• TASK DIRECTIONS
Copy the lines below verbatim. Begin with the first and end with the line containing "being left. Submission".

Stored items

══════════

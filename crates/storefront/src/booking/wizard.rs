//! Three-step booking wizard.
//!
//! ```text
//! Appointment ──next──▶ Owner ──next──▶ Pet ──submit──▶ Submitted
//!      ◀──back───────────┘   ◀──back─────┘
//! ```
//!
//! Each forward move validates only the step being left. Submission
//! re-validates everything, posts the composed [`BookingDraft`], and ends the
//! wizard; nothing can be changed or resubmitted afterwards.

use chrono::NaiveDate;
use pawcare_core::{ContactError, Email, ItemId, PhoneNumber};
use serde::{Deserialize, Serialize};
use thiserror::Error;
use tokio_util::sync::CancellationToken;
use tracing::{info, instrument};

use crate::api::{ApiError, Booking, BookingDraft, PetCareClient, Product, with_cancellation};

/// Where the wizard currently is.
#[derive(Debug, Clone, Copy, PartialEq, Eq, Hash, Serialize, Deserialize)]
#[serde(rename_all = "snake_case")]
pub enum WizardStep {
    /// Appointment date and time slot.
    Appointment,
    /// Owner contact details.
    Owner,
    /// Pet details and confirmation.
    Pet,
    /// Booking created; terminal.
    Submitted,
}

impl WizardStep {
    /// 1-based step number shown in the progress indicator.
    #[must_use]
    pub const fn number(self) -> u8 {
        match self {
            Self::Appointment => 1,
            Self::Owner => 2,
            Self::Pet => 3,
            Self::Submitted => 4,
        }
    }
}

/// Field-level validation failures, checked before any network call.
#[derive(Debug, Clone, PartialEq, Eq, Error)]
pub enum ValidationError {
    /// One or more required fields are blank.
    #[error("Please fill in all required fields: {}", .0.join(", "))]
    MissingFields(Vec<&'static str>),

    /// The phone number does not reduce to exactly ten digits.
    #[error("Please enter a valid 10-digit phone number")]
    InvalidPhone,

    /// The email address is malformed.
    #[error("Please enter a valid email address: {0}")]
    InvalidEmail(ContactError),
}

/// Errors from driving the wizard.
#[derive(Debug, Error)]
pub enum WizardError {
    #[error(transparent)]
    Validation(#[from] ValidationError),

    /// The wizard already produced a booking.
    #[error("This booking has already been submitted")]
    AlreadySubmitted,

    /// `next` was called on the last step.
    #[error("No step after the pet details; submit the booking instead")]
    NoNextStep,

    /// `submit` was called before reaching the last step.
    #[error("Booking is not ready to submit (currently on step {})", .0.number())]
    NotReady(WizardStep),

    /// The API rejected the booking or could not be reached.
    #[error(transparent)]
    Api(#[from] ApiError),
}

/// Step 1 fields.
#[derive(Debug, Clone, Default, PartialEq, Eq, Serialize, Deserialize)]
#[serde(rename_all = "camelCase")]
pub struct AppointmentFields {
    #[serde(default)]
    pub appointment_date: Option<NaiveDate>,
    #[serde(default)]
    pub time_slot: String,
}

/// Step 2 fields, as typed.
#[derive(Debug, Clone, Default, PartialEq, Eq, Serialize, Deserialize)]
#[serde(rename_all = "camelCase")]
pub struct OwnerFields {
    #[serde(default)]
    pub owner_name: String,
    #[serde(default)]
    pub email: String,
    #[serde(default)]
    pub phone: String,
    #[serde(default)]
    pub address: String,
}

/// Step 3 fields.
#[derive(Debug, Clone, Default, PartialEq, Eq, Serialize, Deserialize)]
#[serde(rename_all = "camelCase")]
pub struct PetFields {
    #[serde(default)]
    pub pet_name: String,
    #[serde(default)]
    pub pet_type: String,
    #[serde(default)]
    pub breed: String,
    #[serde(default)]
    pub pet_age: String,
    #[serde(default)]
    pub notes: Option<String>,
}

/// Every field of the wizard in one body, for callers that collect the whole
/// form up front (the HTTP service).
#[derive(Debug, Clone, PartialEq, Eq, Serialize, Deserialize)]
#[serde(rename_all = "camelCase")]
pub struct BookingForm {
    pub product_id: ItemId,
    #[serde(default)]
    pub product_name: String,
    #[serde(flatten)]
    pub appointment: AppointmentFields,
    #[serde(flatten)]
    pub owner: OwnerFields,
    #[serde(flatten)]
    pub pet: PetFields,
}

fn blank(s: &str) -> bool {
    s.trim().is_empty()
}

fn require(missing: Vec<&'static str>) -> Result<(), ValidationError> {
    if missing.is_empty() {
        Ok(())
    } else {
        Err(ValidationError::MissingFields(missing))
    }
}

impl AppointmentFields {
    /// Check step 1 and return the chosen date and slot.
    ///
    /// # Errors
    ///
    /// Returns [`ValidationError::MissingFields`] when the date or slot is absent.
    pub fn validate(&self) -> Result<(NaiveDate, String), ValidationError> {
        match (self.appointment_date, blank(&self.time_slot)) {
            (Some(date), false) => Ok((date, self.time_slot.trim().to_string())),
            (date, slot_blank) => {
                let mut missing = Vec::new();
                if date.is_none() {
                    missing.push("appointment date");
                }
                if slot_blank {
                    missing.push("time slot");
                }
                Err(ValidationError::MissingFields(missing))
            }
        }
    }
}

/// Step 2 after validation.
#[derive(Debug, Clone, PartialEq, Eq)]
pub struct ValidOwner {
    pub owner_name: String,
    pub email: Email,
    pub phone: PhoneNumber,
    pub address: String,
}

impl OwnerFields {
    /// Check step 2: presence first, then the phone rule, then the email shape.
    ///
    /// # Errors
    ///
    /// Returns the first failing rule.
    pub fn validate(&self) -> Result<ValidOwner, ValidationError> {
        let mut missing = Vec::new();
        if blank(&self.owner_name) {
            missing.push("owner name");
        }
        if blank(&self.email) {
            missing.push("email");
        }
        if blank(&self.phone) {
            missing.push("phone");
        }
        if blank(&self.address) {
            missing.push("address");
        }
        require(missing)?;

        let phone = PhoneNumber::parse(&self.phone).map_err(|_| ValidationError::InvalidPhone)?;
        let email = Email::parse(&self.email).map_err(ValidationError::InvalidEmail)?;

        Ok(ValidOwner {
            owner_name: self.owner_name.trim().to_string(),
            email,
            phone,
            address: self.address.trim().to_string(),
        })
    }
}

impl PetFields {
    /// Check step 3.
    ///
    /// # Errors
    ///
    /// Returns [`ValidationError::MissingFields`] listing every blank field.
    pub fn validate(&self) -> Result<(), ValidationError> {
        let mut missing = Vec::new();
        for (value, name) in [
            (&self.pet_name, "pet name"),
            (&self.pet_type, "pet type"),
            (&self.breed, "breed"),
            (&self.pet_age, "pet age"),
        ] {
            if blank(value) {
                missing.push(name);
            }
        }
        require(missing)
    }
}

/// The booking wizard for one product.
#[derive(Debug, Clone)]
pub struct BookingWizard {
    product_id: ItemId,
    product_name: String,
    step: WizardStep,
    appointment: AppointmentFields,
    owner: OwnerFields,
    pet: PetFields,
}

impl BookingWizard {
    /// Start a wizard at step 1 for `product`.
    #[must_use]
    pub fn new(product: &Product) -> Self {
        Self::for_product(product.id.clone(), product.name.clone())
    }

    /// Start a wizard at step 1 from an id and display name.
    #[must_use]
    pub fn for_product(product_id: ItemId, product_name: impl Into<String>) -> Self {
        Self {
            product_id,
            product_name: product_name.into(),
            step: WizardStep::Appointment,
            appointment: AppointmentFields::default(),
            owner: OwnerFields::default(),
            pet: PetFields::default(),
        }
    }

    /// Load a complete form and walk it to the final step, validating each
    /// step on the way.
    ///
    /// # Errors
    ///
    /// Returns the first step's validation error.
    pub fn from_form(form: BookingForm) -> Result<Self, WizardError> {
        let mut wizard = Self::for_product(form.product_id, form.product_name);
        wizard.appointment = form.appointment;
        wizard.owner = form.owner;
        wizard.pet = form.pet;
        wizard.next()?;
        wizard.next()?;
        Ok(wizard)
    }

    #[must_use]
    pub const fn step(&self) -> WizardStep {
        self.step
    }

    #[must_use]
    pub const fn is_submitted(&self) -> bool {
        matches!(self.step, WizardStep::Submitted)
    }

    #[must_use]
    pub const fn appointment(&self) -> &AppointmentFields {
        &self.appointment
    }

    #[must_use]
    pub const fn owner(&self) -> &OwnerFields {
        &self.owner
    }

    #[must_use]
    pub const fn pet(&self) -> &PetFields {
        &self.pet
    }

    fn ensure_open(&self) -> Result<(), WizardError> {
        if self.is_submitted() {
            Err(WizardError::AlreadySubmitted)
        } else {
            Ok(())
        }
    }

    /// Edit step 1 fields.
    ///
    /// # Errors
    ///
    /// Returns [`WizardError::AlreadySubmitted`] once the booking exists.
    pub fn appointment_mut(&mut self) -> Result<&mut AppointmentFields, WizardError> {
        self.ensure_open()?;
        Ok(&mut self.appointment)
    }

    /// Edit step 2 fields.
    ///
    /// # Errors
    ///
    /// Returns [`WizardError::AlreadySubmitted`] once the booking exists.
    pub fn owner_mut(&mut self) -> Result<&mut OwnerFields, WizardError> {
        self.ensure_open()?;
        Ok(&mut self.owner)
    }

    /// Edit step 3 fields.
    ///
    /// # Errors
    ///
    /// Returns [`WizardError::AlreadySubmitted`] once the booking exists.
    pub fn pet_mut(&mut self) -> Result<&mut PetFields, WizardError> {
        self.ensure_open()?;
        Ok(&mut self.pet)
    }

    /// Validate the current step and advance.
    ///
    /// # Errors
    ///
    /// Returns the step's validation error, [`WizardError::NoNextStep`] on the
    /// last step, or [`WizardError::AlreadySubmitted`].
    pub fn next(&mut self) -> Result<WizardStep, WizardError> {
        self.ensure_open()?;
        self.step = match self.step {
            WizardStep::Appointment => {
                self.appointment.validate()?;
                WizardStep::Owner
            }
            WizardStep::Owner => {
                self.owner.validate()?;
                WizardStep::Pet
            }
            WizardStep::Pet => return Err(WizardError::NoNextStep),
            WizardStep::Submitted => return Err(WizardError::AlreadySubmitted),
        };
        Ok(self.step)
    }

    /// Go back one step. Does nothing on step 1.
    ///
    /// # Errors
    ///
    /// Returns [`WizardError::AlreadySubmitted`] once the booking exists.
    pub fn back(&mut self) -> Result<WizardStep, WizardError> {
        self.ensure_open()?;
        self.step = match self.step {
            WizardStep::Appointment | WizardStep::Owner => WizardStep::Appointment,
            WizardStep::Pet => WizardStep::Owner,
            WizardStep::Submitted => return Err(WizardError::AlreadySubmitted),
        };
        Ok(self.step)
    }

    /// Validate every step and compose the booking payload.
    ///
    /// # Errors
    ///
    /// Returns the first validation error in step order.
    pub fn draft(&self) -> Result<BookingDraft, ValidationError> {
        let (appointment_date, time_slot) = self.appointment.validate()?;
        let owner = self.owner.validate()?;
        self.pet.validate()?;

        Ok(BookingDraft {
            product_id: self.product_id.clone(),
            product_name: self.product_name.clone(),
            appointment_date,
            time_slot,
            owner_name: owner.owner_name,
            email: owner.email,
            phone: owner.phone,
            address: owner.address,
            pet_name: self.pet.pet_name.trim().to_string(),
            pet_type: self.pet.pet_type.trim().to_string(),
            breed: self.pet.breed.trim().to_string(),
            pet_age: self.pet.pet_age.trim().to_string(),
            notes: self
                .pet
                .notes
                .as_deref()
                .map(str::trim)
                .filter(|n| !n.is_empty())
                .map(str::to_string),
        })
    }

    /// Post the booking. Only allowed from the last step.
    ///
    /// The wizard stays on the last step if the call fails, so the form can
    /// be corrected and submitted again.
    ///
    /// # Errors
    ///
    /// Returns a validation error, [`WizardError::NotReady`],
    /// [`WizardError::AlreadySubmitted`], or the API error (including
    /// [`ApiError::Cancelled`] when `cancel` fires first).
    #[instrument(skip_all, fields(product_id = %self.product_id))]
    pub async fn submit(
        &mut self,
        client: &PetCareClient,
        cancel: &CancellationToken,
    ) -> Result<Booking, WizardError> {
        match self.step {
            WizardStep::Pet => {}
            WizardStep::Submitted => return Err(WizardError::AlreadySubmitted),
            other => return Err(WizardError::NotReady(other)),
        }

        let draft = self.draft()?;
        let booking = with_cancellation(cancel, client.create_booking(&draft)).await?;

        self.step = WizardStep::Submitted;
        info!(booking_id = %booking.id, "Booking submitted");
        Ok(booking)
    }
}
//! Wire types for the PawCare REST API.
//!
//! Field names follow the API's camelCase JSON. Records coming back from the
//! API may key their identifier as `_id`; both spellings are accepted.

use chrono::{DateTime, NaiveDate, Utc};
use pawcare_core::{BookingId, BookingStatus, Email, ItemId, OrderId, OrderStatus, PhoneNumber, Price};
use serde::{Deserialize, Serialize};

use crate::cart::{CartItem, CartProduct};

// =============================================================================
// Catalog
// =============================================================================

/// A product or vaccine from the catalog.
#[derive(Debug, Clone, PartialEq, Eq, Serialize, Deserialize)]
#[serde(rename_all = "camelCase")]
pub struct Product {
    #[serde(alias = "_id")]
    pub id: ItemId,
    pub name: String,
    pub price: Price,
    #[serde(default)]
    pub image: Option<String>,
    #[serde(default)]
    pub description: Option<String>,
    #[serde(default)]
    pub category: Option<String>,
}

impl From<&Product> for CartProduct {
    fn from(product: &Product) -> Self {
        Self {
            id: Some(product.id.clone()),
            fallback_id: None,
            name: product.name.clone(),
            price: product.price,
            image: product.image.clone(),
        }
    }
}

// =============================================================================
// Bookings
// =============================================================================

/// The composed payload for a new vaccination booking.
#[derive(Debug, Clone, PartialEq, Eq, Serialize, Deserialize)]
#[serde(rename_all = "camelCase")]
pub struct BookingDraft {
    pub product_id: ItemId,
    pub product_name: String,
    pub appointment_date: NaiveDate,
    pub time_slot: String,
    pub owner_name: String,
    pub email: Email,
    pub phone: PhoneNumber,
    pub address: String,
    pub pet_name: String,
    pub pet_type: String,
    pub breed: String,
    pub pet_age: String,
    #[serde(default, skip_serializing_if = "Option::is_none")]
    pub notes: Option<String>,
}

/// A booking record as stored by the API.
#[derive(Debug, Clone, PartialEq, Eq, Serialize, Deserialize)]
#[serde(rename_all = "camelCase")]
pub struct Booking {
    #[serde(alias = "_id")]
    pub id: BookingId,
    #[serde(default)]
    pub status: BookingStatus,
    #[serde(default, skip_serializing_if = "Option::is_none")]
    pub created_at: Option<DateTime<Utc>>,
    #[serde(flatten)]
    pub details: BookingDraft,
}

/// New appointment slot for an existing booking.
#[derive(Debug, Clone, PartialEq, Eq, Serialize, Deserialize)]
#[serde(rename_all = "camelCase")]
pub struct RescheduleRequest {
    pub appointment_date: NaiveDate,
    pub time_slot: String,
}

// =============================================================================
// Orders
// =============================================================================

/// Validated shipping details for an order.
#[derive(Debug, Clone, PartialEq, Eq, Serialize, Deserialize)]
#[serde(rename_all = "camelCase")]
pub struct ShippingInfo {
    pub full_name: String,
    pub email: Email,
    pub phone: PhoneNumber,
    pub address: String,
    pub city: String,
    pub postal_code: String,
}

/// Body for placing an order.
#[derive(Debug, Clone, PartialEq, Eq, Serialize, Deserialize)]
#[serde(rename_all = "camelCase")]
pub struct OrderRequest {
    pub items: Vec<CartItem>,
    pub total: Price,
    pub shipping: ShippingInfo,
}

/// An order record as stored by the API.
#[derive(Debug, Clone, PartialEq, Eq, Serialize, Deserialize)]
#[serde(rename_all = "camelCase")]
pub struct Order {
    #[serde(alias = "_id")]
    pub id: OrderId,
    #[serde(default)]
    pub items: Vec<CartItem>,
    pub total: Price,
    #[serde(default)]
    pub status: OrderStatus,
    #[serde(default, skip_serializing_if = "Option::is_none")]
    pub created_at: Option<DateTime<Utc>>,
}

/// Error payload returned by the API on failure.
#[derive(Debug, Clone, Default, Deserialize)]
pub(crate) struct ErrorBody {
    #[serde(default)]
    pub message: Option<String>,
    #[serde(default)]
    pub error: Option<String>,
}

impl ErrorBody {
    /// The human-readable message, if the body carried one.
    pub fn into_message(self) -> Option<String> {
        self.message
            .or(self.error)
            .filter(|m| !m.trim().is_empty())
    }
}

══════════

• YOUR SOLUTION
filename crates/storefront/src/booking/wizard.rs
//! Three-step booking wizard.
//!
//! ```text
//! Appointment ──next──▶ Owner ──next──▶ Pet ──submit──▶ Submitted
//!      ◀──back───────────┘   ◀──back─────┘
//! ```
//!
//! Each forward move validates only the step being left. Submission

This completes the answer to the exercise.